In February 2009, Biggs began the Safer Family Law Campaign, and convened the National Council for Children Post-Separation (NCCPS), organisations created to seek new provisions to the Family Law Act that the group believed would remove barriers that might prevent women from raising allegations of family violence. Biggs organized a campaign which included an online petition and a series of YouTube videos. Amidst the campaign, Family Court Chief Justice Diana Bryant said some changes were needed, but was critical of the group during a speech; on 2 May, Bryant decided to intervene by requesting that Attorney General Robert McClelland give "urgent consideration" to repealing parts of the Family Law Act. Rallies, organised by Biggs in favour of the changes, took place in five Australian cities on 3 May 2009. Laws which put a child's right to a meaningful relationship with both parents and safety as equal priorities for family court judges, were changed in 2011 to prioritize a child's safety. NCCPS continued to seek further changes to the Family Law Act and other Australian court practice that the group believes will benefit children and families.
Six months after she began the campaign, Biggs left the organisation to parents affected by the laws to work in a remote Aboriginal community in the area of mental health and healing.

==Political candidacy==
Biggs stood as an Upper House candidate for the then new People Power political party, in the 2006 Victorian election. Running for the Northern Metropolitan Region seat, she lost to the Greens candidate Greg Barber.

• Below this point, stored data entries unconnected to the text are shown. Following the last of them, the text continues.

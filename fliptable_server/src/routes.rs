//! Request handler definitions
//!
//! Define each route and it handler here.
//! Handlers that are more than a line or two MUST go into a separate module. Keep this module neat and tidy 🙏
//!
//! Market queries are synchronous and cheap: the allocation is recomputed from the in-memory market on every call.
//! The pickup handler awaits the wallet provider, which is bounded by the client timeout, so it never blocks a worker.
use actix_web::{get, options, web, HttpResponse, Responder};
use fliptable_engine::{MarketApi, SettlementApi, WalletTransfers};
use log::*;
use serde_json::json;

use crate::{
    config::MarketLabels,
    data_objects::{EscrowPoolResponse, HealthResponse, MatchResultsResponse, PickupRequest, PickupResponse},
    errors::ServerError,
};

// Web-actix cannot handle generics in handlers, so it's implemented manually using the `route!` macro
#[macro_export]
macro_rules! route {
    ($name:ident => $method:ident $path:literal impl $($bounds:ty),+) => {
        paste::paste! { pub struct [<$name:camel Route>]< $( [< T $bounds:camel> ],)+ >( $( core::marker::PhantomData<fn() -> [< T $bounds:camel> ] >,)+ );}
        paste::paste! { impl< $( [< T $bounds:camel> ],)+ > [<$name:camel Route>]< $( [< T $bounds:camel> ],)+ > {
            #[allow(clippy::new_without_default)]
            pub fn new() -> Self {
                Self($( core::marker::PhantomData::<fn() -> [< T $bounds:camel> ] >,)+)
            }
        }}
        paste::paste! { impl<$( [< T $bounds:camel >] , )+> actix_web::dev::HttpServiceFactory for [<$name:camel Route>]<$([<T $bounds:camel>],)+>
        where
            $([<T $bounds:camel>]: $bounds + 'static,)+
        {
            fn register(self, config: &mut actix_web::dev::AppService) {
                let res = actix_web::Resource::new($path)
                    .name(stringify!($name))
                    .guard(actix_web::guard::$method())
                    .to($name::< $( [< T $bounds:camel >], )+>);
                actix_web::dev::HttpServiceFactory::register(res, config);
            }
        }}
    };
}

// ----------------------------------------------   Health  ----------------------------------------------------
#[get("/")]
pub async fn home() -> impl Responder {
    trace!("💻️ Received home request");
    HttpResponse::Ok().json(json!({ "message": "FlipTable API Running" }))
}

#[get("/health")]
pub async fn health() -> impl Responder {
    trace!("💻️ Received health check request");
    HttpResponse::Ok().json(HealthResponse::default())
}

/// Answers CORS preflight requests for any API path. The CORS headers themselves are added to every response by the
/// server middleware.
#[options("/api/{tail:.*}")]
pub async fn preflight() -> impl Responder {
    trace!("💻️ Received preflight request");
    HttpResponse::Ok().finish()
}

//----------------------------------------------   Market  ----------------------------------------------------
#[get("/api/escrow-pool")]
pub async fn escrow_pool(api: web::Data<MarketApi>, labels: web::Data<MarketLabels>) -> impl Responder {
    trace!("💻️ Received escrow pool request");
    let summary = api.pool_summary();
    debug!("💻️ Escrow pool has {} buyers with {} escrowed", summary.buyer_count, summary.total_escrowed);
    HttpResponse::Ok().json(EscrowPoolResponse::new(summary, &labels))
}

#[get("/api/restaurants")]
pub async fn restaurants(api: web::Data<MarketApi>) -> impl Responder {
    trace!("💻️ Received restaurants request");
    HttpResponse::Ok().json(api.restaurants())
}

#[get("/api/match-results")]
pub async fn match_results(
    api: web::Data<MarketApi>,
    labels: web::Data<MarketLabels>,
) -> Result<HttpResponse, ServerError> {
    trace!("💻️ Received match results request");
    let results = api.match_results().map_err(|e| {
        warn!("💻️ Could not compute match results. {e}");
        ServerError::from(e)
    })?;
    debug!(
        "💻️ {} matched, {} refunded, revenue {}",
        results.allocation.matched_count(),
        results.allocation.refunded_count(),
        results.allocation.revenue
    );
    Ok(HttpResponse::Ok().json(MatchResultsResponse::new(results, &labels)))
}

//----------------------------------------------   Pickup  ----------------------------------------------------
route!(pickup => Post "/api/pickup" impl WalletTransfers);
/// Route handler for pickup confirmations.
///
/// The body is `{"ticket_code": "FLIP-1003"}` (`qr_code` is accepted too). An empty body confirms the first ticket.
/// The ticket is not checked against the allocation; every confirmation sends the fixed settlement amount to the
/// restaurant.
///
/// Responses:
/// * 200 `{"status": "success", "transaction_id": ..., "amount": ...}` when the transfer is accepted.
/// * 400 `{"status": "error", "message": <provider response>}` when the wallet provider rejects it.
/// * 500 `{"status": "error", "message": ...}` when the provider could not be reached.
pub async fn pickup<W>(body: web::Bytes, api: web::Data<SettlementApi<W>>) -> Result<HttpResponse, ServerError>
where W: WalletTransfers {
    trace!("💻️ Received pickup confirmation");
    let request = parse_pickup_request(&body)?;
    let receipt = api.confirm_pickup(&request.ticket_code).await?;
    Ok(HttpResponse::Ok().json(PickupResponse::from(receipt)))
}

fn parse_pickup_request(body: &[u8]) -> Result<PickupRequest, ServerError> {
    if body.iter().all(u8::is_ascii_whitespace) {
        return Ok(PickupRequest::default());
    }
    let request = serde_json::from_slice::<PickupRequest>(body).map_err(|e| {
        debug!("💻️ Could not parse pickup request. {e}");
        ServerError::InvalidRequestBody(e.to_string())
    })?;
    if request.ticket_code.as_str().trim().is_empty() {
        return Err(ServerError::InvalidRequestBody("Ticket code cannot be empty".into()));
    }
    Ok(request)
}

==Company director/inventor==
Biggs founded Iaso Trading Pty Ltd in 2009, the same year she invented and patented a bed bug device The device and its worldwide patents was licensed to a large American bedding manufacturer, Protect-a-Bed.

==Legal issues==
In 1977, Biggs was deported from Japan and on her return journey to Australia was intercepted at Tullamarine after authorities in Guam discovered she possessed two Australian passports in different names. In October 1978, Biggs pleaded guilty in Melbourne Magistrates' Court to "making a false statement when applying for an Australian passport, forging an application for a passport and uttering an application knowing it to be false". Biggs was fined $170 as a result of the charges, and ordered to pay $45 in costs.

In September 1978, Biggs refused to join the Australian Tramway and Motor Omnibus Employees' Association trade union while working as a tram conductor in Melbourne. Public transport service was disrupted as unionized workers on the city's trams and buses refused to work, in support of the closed shop. As a result of the dispute, Biggs received death threats and the strike threatened to become nationwide. After weeks Biggs elected to take on a clerical role with the Transport Ministry, ending the industrial action.

In 2011, Tony Abrahams brought a case in the Federal Court of Australia against Barbara Biggs and her company, alleging misuse of confidential information and misleading conduct under the Trade Practices Act. The case centred around the use of Teflon in bed bug prevention products. While the court dismissed the breach of confidence claim, it found that certain claims made on Biggs’ product website were misleading or false. However, due to a procedural issue—specifically, that the claim was made in Abrahams’ personal name rather than his company's—no damages were awarded. The legal error was later acknowledged by Abrahams’ lawyer, who waived outstanding legal fees in compensation. Biggs retained the rights to her patent.